**PROMPT**
Within the material below, tally every line that holds the word "header", then give the tally and nothing more.

------------------------------------

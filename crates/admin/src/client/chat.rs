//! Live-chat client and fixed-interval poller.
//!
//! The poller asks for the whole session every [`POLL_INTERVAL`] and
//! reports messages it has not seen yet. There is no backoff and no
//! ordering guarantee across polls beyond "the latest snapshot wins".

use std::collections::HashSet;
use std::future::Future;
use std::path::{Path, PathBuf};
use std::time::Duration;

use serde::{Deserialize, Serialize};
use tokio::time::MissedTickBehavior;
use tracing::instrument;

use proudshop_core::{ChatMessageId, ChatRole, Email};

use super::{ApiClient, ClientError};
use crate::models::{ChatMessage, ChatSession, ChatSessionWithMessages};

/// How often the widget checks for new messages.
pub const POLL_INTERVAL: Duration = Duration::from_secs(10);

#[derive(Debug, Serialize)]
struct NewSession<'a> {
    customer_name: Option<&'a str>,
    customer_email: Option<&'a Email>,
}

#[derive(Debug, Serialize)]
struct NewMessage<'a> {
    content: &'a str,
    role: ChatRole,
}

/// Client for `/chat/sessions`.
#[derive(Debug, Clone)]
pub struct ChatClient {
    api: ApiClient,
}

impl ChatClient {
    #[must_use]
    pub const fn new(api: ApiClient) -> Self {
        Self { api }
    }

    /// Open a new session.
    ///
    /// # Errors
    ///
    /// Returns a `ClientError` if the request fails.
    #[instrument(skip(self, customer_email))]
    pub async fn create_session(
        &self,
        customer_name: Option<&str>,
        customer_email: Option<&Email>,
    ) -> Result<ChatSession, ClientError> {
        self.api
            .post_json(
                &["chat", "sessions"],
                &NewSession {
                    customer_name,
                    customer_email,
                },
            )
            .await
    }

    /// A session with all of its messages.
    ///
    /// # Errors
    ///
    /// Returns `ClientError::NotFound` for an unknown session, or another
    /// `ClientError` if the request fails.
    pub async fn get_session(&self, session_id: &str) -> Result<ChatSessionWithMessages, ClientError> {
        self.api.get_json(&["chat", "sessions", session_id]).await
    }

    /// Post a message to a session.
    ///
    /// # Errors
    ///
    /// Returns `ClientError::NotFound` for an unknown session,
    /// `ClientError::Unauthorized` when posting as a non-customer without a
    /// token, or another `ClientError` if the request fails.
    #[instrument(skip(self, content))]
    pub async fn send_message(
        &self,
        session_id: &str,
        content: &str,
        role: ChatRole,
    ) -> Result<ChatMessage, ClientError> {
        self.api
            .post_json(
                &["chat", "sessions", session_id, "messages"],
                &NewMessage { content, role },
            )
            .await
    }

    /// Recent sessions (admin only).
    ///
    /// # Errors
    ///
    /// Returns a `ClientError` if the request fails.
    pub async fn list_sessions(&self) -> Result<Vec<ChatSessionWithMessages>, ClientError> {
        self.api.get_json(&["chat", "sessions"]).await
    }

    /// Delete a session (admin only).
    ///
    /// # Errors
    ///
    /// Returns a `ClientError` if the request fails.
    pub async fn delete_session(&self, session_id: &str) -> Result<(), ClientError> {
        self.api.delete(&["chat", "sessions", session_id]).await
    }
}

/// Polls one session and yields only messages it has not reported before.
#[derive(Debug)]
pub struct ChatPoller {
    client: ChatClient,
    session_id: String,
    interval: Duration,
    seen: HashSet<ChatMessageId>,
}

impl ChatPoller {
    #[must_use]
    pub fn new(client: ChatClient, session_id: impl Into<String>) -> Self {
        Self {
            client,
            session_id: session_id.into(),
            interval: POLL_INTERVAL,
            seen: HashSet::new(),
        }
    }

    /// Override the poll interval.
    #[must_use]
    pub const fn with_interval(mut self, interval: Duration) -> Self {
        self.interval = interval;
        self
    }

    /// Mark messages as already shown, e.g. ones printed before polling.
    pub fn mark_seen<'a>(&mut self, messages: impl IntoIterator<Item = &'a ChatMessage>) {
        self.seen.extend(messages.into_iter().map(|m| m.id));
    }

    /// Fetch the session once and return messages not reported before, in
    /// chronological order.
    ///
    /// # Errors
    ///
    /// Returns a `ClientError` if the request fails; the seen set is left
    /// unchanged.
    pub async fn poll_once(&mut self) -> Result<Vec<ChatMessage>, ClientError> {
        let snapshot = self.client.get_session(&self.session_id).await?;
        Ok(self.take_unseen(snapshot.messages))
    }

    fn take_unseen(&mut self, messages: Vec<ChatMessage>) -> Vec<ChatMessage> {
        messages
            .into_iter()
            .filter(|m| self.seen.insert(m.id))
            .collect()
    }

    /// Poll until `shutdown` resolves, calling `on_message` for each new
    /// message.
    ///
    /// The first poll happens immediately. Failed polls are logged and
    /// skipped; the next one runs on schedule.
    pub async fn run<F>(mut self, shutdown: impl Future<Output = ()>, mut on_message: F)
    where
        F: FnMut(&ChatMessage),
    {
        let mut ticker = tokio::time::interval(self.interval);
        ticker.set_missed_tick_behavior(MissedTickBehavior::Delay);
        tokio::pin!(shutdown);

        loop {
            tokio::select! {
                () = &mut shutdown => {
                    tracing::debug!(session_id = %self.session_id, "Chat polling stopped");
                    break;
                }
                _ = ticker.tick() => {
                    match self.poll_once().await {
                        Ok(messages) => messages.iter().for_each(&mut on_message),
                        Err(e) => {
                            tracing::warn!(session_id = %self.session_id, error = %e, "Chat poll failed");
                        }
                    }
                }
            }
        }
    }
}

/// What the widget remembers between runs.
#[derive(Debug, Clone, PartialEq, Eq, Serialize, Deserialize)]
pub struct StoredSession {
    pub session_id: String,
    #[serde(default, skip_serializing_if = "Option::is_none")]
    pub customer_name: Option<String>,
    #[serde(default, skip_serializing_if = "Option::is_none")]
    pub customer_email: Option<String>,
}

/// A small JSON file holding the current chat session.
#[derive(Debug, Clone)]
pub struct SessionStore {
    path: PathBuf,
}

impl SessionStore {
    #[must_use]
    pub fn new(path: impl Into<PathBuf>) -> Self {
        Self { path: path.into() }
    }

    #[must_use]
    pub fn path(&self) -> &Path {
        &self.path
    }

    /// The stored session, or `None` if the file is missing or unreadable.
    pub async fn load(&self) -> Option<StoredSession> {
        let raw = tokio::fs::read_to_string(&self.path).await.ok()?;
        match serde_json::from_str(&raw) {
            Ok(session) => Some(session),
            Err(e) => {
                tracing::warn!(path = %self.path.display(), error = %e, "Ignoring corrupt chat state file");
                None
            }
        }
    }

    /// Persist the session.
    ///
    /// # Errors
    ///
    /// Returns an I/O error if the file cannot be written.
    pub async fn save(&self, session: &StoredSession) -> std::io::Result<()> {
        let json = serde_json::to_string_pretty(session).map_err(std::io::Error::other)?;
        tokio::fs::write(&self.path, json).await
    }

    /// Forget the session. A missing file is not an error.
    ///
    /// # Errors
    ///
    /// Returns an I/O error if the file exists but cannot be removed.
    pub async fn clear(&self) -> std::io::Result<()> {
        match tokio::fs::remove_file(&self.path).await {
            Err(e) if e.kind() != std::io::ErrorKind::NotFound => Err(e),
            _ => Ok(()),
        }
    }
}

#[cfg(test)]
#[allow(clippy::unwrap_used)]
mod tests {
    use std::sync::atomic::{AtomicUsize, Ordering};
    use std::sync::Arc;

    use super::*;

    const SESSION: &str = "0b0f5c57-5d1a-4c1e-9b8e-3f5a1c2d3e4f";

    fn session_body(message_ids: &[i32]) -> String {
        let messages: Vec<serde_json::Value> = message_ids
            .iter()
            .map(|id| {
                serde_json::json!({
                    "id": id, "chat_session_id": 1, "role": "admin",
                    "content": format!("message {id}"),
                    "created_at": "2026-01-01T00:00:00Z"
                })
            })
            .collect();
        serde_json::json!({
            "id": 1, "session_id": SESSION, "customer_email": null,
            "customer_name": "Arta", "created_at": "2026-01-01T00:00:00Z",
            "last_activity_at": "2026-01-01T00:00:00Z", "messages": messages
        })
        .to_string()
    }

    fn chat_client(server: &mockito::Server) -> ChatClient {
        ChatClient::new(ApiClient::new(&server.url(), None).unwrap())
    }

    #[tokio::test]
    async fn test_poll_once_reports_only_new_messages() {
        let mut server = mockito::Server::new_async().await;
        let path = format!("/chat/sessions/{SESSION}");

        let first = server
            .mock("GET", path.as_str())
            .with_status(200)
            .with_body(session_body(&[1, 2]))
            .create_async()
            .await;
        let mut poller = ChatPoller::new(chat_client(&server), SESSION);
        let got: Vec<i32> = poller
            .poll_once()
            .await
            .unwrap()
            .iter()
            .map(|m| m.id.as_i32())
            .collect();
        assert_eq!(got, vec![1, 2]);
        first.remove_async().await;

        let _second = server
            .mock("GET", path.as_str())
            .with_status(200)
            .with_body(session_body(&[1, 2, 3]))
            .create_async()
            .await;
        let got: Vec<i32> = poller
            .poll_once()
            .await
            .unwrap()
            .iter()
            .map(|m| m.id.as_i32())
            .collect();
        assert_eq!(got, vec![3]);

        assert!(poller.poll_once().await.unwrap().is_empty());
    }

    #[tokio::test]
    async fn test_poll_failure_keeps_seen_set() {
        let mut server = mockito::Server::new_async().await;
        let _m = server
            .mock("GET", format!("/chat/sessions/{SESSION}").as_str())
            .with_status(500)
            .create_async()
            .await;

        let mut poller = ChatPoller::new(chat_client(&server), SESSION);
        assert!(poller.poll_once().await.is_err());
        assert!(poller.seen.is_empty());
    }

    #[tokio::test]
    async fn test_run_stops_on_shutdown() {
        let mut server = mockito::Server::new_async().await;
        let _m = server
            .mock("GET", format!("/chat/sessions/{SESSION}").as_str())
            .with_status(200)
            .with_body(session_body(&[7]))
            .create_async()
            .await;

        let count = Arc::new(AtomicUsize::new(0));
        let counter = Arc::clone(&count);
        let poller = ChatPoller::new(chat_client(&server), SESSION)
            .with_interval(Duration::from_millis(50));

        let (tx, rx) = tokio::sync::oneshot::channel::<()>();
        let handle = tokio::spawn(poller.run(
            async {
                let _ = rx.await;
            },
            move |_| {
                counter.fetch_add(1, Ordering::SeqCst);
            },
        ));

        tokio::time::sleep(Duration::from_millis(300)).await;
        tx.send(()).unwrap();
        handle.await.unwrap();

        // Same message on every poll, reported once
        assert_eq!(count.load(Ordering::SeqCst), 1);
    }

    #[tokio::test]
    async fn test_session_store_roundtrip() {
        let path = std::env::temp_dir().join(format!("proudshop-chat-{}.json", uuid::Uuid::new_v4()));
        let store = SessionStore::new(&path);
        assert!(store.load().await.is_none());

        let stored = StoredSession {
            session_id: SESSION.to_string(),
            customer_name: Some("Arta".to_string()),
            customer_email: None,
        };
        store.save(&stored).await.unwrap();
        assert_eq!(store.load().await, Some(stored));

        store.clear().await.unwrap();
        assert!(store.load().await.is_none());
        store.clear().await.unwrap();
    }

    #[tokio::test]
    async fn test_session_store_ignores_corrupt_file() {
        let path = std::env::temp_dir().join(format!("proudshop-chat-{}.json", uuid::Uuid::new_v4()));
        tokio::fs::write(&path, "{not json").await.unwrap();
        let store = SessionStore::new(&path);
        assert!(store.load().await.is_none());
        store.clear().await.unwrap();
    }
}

------------------------------------

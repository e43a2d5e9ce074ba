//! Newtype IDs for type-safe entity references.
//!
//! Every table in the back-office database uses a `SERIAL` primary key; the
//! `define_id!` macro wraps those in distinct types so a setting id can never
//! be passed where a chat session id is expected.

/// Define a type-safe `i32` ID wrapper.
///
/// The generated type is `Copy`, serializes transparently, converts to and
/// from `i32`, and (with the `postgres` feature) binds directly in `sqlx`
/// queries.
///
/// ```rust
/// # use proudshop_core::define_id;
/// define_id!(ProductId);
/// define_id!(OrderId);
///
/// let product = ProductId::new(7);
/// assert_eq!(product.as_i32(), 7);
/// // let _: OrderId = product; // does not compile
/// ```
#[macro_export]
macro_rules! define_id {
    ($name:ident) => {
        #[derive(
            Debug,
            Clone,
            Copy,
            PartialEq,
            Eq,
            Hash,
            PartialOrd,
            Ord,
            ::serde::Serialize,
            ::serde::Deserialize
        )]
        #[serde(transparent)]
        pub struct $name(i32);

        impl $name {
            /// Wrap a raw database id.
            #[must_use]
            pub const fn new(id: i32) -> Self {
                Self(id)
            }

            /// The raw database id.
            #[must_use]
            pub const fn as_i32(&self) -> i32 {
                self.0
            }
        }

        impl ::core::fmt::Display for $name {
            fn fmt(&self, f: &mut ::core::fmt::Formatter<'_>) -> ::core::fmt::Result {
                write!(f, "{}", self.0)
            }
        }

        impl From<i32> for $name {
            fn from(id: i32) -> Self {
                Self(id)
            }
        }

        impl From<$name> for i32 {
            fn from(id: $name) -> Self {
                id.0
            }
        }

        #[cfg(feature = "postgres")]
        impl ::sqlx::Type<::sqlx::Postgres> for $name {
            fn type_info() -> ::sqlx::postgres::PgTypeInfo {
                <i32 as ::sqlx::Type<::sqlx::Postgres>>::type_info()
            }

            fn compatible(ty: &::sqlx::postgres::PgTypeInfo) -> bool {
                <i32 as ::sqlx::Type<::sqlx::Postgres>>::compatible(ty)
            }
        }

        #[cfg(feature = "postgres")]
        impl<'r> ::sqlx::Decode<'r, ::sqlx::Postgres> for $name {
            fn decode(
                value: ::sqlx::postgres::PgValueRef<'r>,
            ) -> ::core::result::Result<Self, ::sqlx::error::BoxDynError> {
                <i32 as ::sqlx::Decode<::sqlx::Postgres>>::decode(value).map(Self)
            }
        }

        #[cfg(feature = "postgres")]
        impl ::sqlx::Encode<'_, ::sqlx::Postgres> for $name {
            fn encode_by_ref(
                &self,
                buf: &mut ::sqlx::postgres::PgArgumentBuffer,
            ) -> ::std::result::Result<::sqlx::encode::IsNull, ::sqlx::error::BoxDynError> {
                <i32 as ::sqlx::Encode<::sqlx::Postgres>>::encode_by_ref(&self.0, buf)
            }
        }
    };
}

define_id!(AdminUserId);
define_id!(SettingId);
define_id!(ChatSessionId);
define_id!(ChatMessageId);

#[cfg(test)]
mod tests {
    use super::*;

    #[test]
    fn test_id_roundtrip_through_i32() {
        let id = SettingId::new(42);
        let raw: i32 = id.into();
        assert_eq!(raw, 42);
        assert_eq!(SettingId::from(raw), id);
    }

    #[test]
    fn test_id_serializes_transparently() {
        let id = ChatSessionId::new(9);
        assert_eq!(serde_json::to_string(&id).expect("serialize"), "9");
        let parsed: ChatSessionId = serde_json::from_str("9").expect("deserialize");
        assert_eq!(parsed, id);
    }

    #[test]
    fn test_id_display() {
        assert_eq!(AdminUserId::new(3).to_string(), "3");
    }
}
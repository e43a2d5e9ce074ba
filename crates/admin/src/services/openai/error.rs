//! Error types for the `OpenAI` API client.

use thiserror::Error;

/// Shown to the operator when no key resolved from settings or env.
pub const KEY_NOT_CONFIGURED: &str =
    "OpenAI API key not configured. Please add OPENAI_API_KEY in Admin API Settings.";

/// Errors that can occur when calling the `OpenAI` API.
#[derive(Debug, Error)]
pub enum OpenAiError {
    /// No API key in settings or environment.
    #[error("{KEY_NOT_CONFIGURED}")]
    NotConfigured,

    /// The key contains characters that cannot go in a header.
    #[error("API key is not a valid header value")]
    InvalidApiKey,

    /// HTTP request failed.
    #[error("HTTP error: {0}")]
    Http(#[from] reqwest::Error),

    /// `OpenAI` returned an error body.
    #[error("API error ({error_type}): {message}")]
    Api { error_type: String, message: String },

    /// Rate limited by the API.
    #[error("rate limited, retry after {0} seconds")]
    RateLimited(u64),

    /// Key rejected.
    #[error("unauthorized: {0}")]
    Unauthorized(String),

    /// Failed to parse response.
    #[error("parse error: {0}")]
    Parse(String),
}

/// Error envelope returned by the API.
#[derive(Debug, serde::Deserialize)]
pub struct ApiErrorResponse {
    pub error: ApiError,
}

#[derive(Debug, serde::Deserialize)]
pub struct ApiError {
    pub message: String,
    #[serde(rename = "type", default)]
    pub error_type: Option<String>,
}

------------------------------------

**REPLY**
2